So far, so good for the nearly $1 million renovation and expansion of the Lewis Avenue Fire Station in Bedford Township.
TEMPERANCE - So far, so good for the nearly $1 million renovation and expansion of the Lewis Avenue Fire Station in Bedford Township.
With the exception in the delay of getting concrete blocks and other materials at the construction site, the project is running nearly on schedule and it should be ready for new trucks, equipment, and firefighters on Nov. 15, David Wehner, the building site construction manager, said.
The township, which is acting as general contractor, began work in July to nearly double the size of the fire station, which at one time was an auto dealership.
The building at 7016 Lewis houses the fire administration offices, a fire truck, and an emergency medical service vehicle.
When completed, the fire station will have a 4,900-foot addition to the 2,700-square-foot fire station, including double-door garage bays that will allow the department to house a 75-ladder aerial truck and first-responder vehicle.
"This will allow us to expand the services that we have been delivering. We had been running a 30-year-plus engine truck out of there.

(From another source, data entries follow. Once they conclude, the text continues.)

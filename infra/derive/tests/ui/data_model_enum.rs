use databind_derive::data_model;

#[data_model]
enum Mode {
    Fast,
    Slow,
}

fn main() {}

That is all we could fit," Chief John Bofia said.
In addition to the garage bays, a section is being added that will house bathrooms, training and conference rooms, and a room for expansion that could become a dormitory in the event the department goes to full-time status.
The township board in June awarded more than $996,000 in bids to 13 subcontractors for construction work ranging from foundation and plumbing to electrical and roofing.

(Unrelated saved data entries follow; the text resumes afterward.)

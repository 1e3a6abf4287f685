use databind_domain::config::{BindingConfig, UnknownParameters};
use std::fmt::{self, Write as _};
use tracing::warn;

/// One step of the path from the document root to the value being bound.
#[derive(Debug, Clone, PartialEq, Eq)]
pub enum PathSegment {
    Parameter(String),
    Index(usize),
    Key(String),
}

/// Per-operation state threaded through a read or write.
#[derive(Debug, Clone)]
pub struct DataContext {
    unknown_parameters: UnknownParameters,
    single_parameter_shorthand: bool,
    path: Vec<PathSegment>,
    warnings: Vec<String>,
}

impl Default for DataContext {
    fn default() -> Self {
        Self {
            unknown_parameters: UnknownParameters::Reject,
            single_parameter_shorthand: true,
            path: Vec::new(),
            warnings: Vec::new(),
        }
    }
}

impl DataContext {
    #[must_use]
    pub fn new() -> Self {
        Self::default()
    }

    #[must_use]
    pub fn from_config(config: &BindingConfig) -> Self {
        Self {
            unknown_parameters: config.unknown_parameters,
            single_parameter_shorthand: config.single_parameter_shorthand,
            ..Self::default()
        }
    }

    #[must_use]
    pub const fn with_unknown_parameters(mut self, policy: UnknownParameters) -> Self {
        self.unknown_parameters = policy;
        self
    }

    #[must_use]
    pub const fn with_single_parameter_shorthand(mut self, enabled: bool) -> Self {
        self.single_parameter_shorthand = enabled;
        self
    }

    #[must_use]
    pub const fn unknown_parameters(&self) -> UnknownParameters {
        self.unknown_parameters
    }

    #[must_use]
    pub const fn single_parameter_shorthand(&self) -> bool {
        self.single_parameter_shorthand
    }

    /// Dotted path of the value being bound, e.g. `stages[0].steps[2].script`. Empty at the root.
    #[must_use]
    pub fn path(&self) -> String {
        let mut out = String::new();
        for segment in &self.path {
            match segment {
                PathSegment::Parameter(name) => {
                    if !out.is_empty() {
                        out.push('.');
                    }
                    out.push_str(name);
                },
                PathSegment::Index(index) => {
                    let _ = write!(out, "[{index}]");
                },
                PathSegment::Key(key) => {
                    let _ = write!(out, "[{key:?}]");
                },
            }
        }
        out
    }

    /// The current path quoted for messages.
    #[must_use]
    pub fn location(&self) -> Location<'_> {
        Location(self)
    }

    /// Runs `f` with `segment` appended to the path.
    pub fn scoped<R>(&mut self, segment: PathSegment, f: impl FnOnce(&mut Self) -> R) -> R {
        self.path.push(segment);
        let result = f(self);
        self.path.pop();
        result
    }

    /// Records a non-fatal problem found while binding.
    pub fn warn(&mut self, message: impl Into<String>) {
        let message = message.into();
        warn!(path = %self.path(), "{message}");
        self.warnings.push(message);
    }

    #[must_use]
    pub fn warnings(&self) -> &[String] {
        &self.warnings
    }

    pub fn take_warnings(&mut self) -> Vec<String> {
        std::mem::take(&mut self.warnings)
    }
}

/// Display adapter for [`DataContext::location`].
#[derive(Debug)]
pub struct Location<'a>(&'a DataContext);

impl fmt::Display for Location<'_> {
    fn fmt(&self, f: &mut fmt::Formatter<'_>) -> fmt::Result {
        if self.0.path.is_empty() { f.write_str("the document root") } else { write!(f, "'{}'", self.0.path()) }
    }
}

"Bids came in very good," Mr. Wehner said. "We had a fair number of bids."
Last week, township officials revised the building budget to reflect about $3,000 in extra work for excavation and underground utilities and $5,000 less for roofing, putting the costs about $2,000 below the preconstruction estimates.
The township initially had priced construction costs at about $1.3 million.

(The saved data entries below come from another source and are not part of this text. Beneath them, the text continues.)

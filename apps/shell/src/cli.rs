//! # CLI Argument Definitions
//!
//! Subcommands inspect the built-in model catalog and bind documents against it.

use clap::{Parser, Subcommand};
use std::path::PathBuf;

#[derive(Debug, Parser)]
#[command(name = "databind")]
#[command(author = env!("CARGO_PKG_AUTHORS"))]
#[command(version = env!("CARGO_PKG_VERSION"))]
#[command(arg_required_else_help = true)]
#[command(about = "Describe data models and bind JSON/TOML documents to them")]
pub struct Cli {
    /// Configuration file (TOML, JSON, ...). Defaults to an optional `databind.*` in the working directory.
    #[arg(short, long, global = true)]
    pub config: Option<PathBuf>,

    /// Log at debug level regardless of the configured level.
    #[arg(short, long, global = true)]
    pub verbose: bool,

    #[command(subcommand)]
    pub command: Command,
}

#[derive(Debug, Subcommand)]
pub enum Command {
    /// List every model in the catalog
    List {},
    /// Show a model's parameters and help
    Describe {
        /// Simple or display name of the model (e.g. `Pipeline` or `Git`)
        model: String,
    },
    /// Check that a document binds to a model
    Check {
        model: String,
        /// `.json` or `.toml` document
        file: PathBuf,
    },
    /// Bind a document to a model and print it back in canonical form
    Normalize {
        model: String,
        file: PathBuf,
    },
}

Mr. Wehner, of the Maumee-based Mannik & Smith Group Inc., said any time lost because of the delay in getting materials on the site will likely be gained during later phases of the project.
"We are trying to keep everybody moving and get this wrapped up for the fire department," he said. "We are setting up a for a faster pace on the project."
Mr. Wehner, who was the owners' representative for the construction of the township government center on Jackman Road, is being paid $93,000 to manage operations at the fire department construction site.
The township is using money that had been set aside annually from the fire department 1-mill levy and $360,000 that was obtained from the sale of property across the street.
The township purchased the property, land, and the clubhouse at a former golf course with the intentions of locating the fire station there.
However, the township shelved plans to locate the third fire station there because of development costs.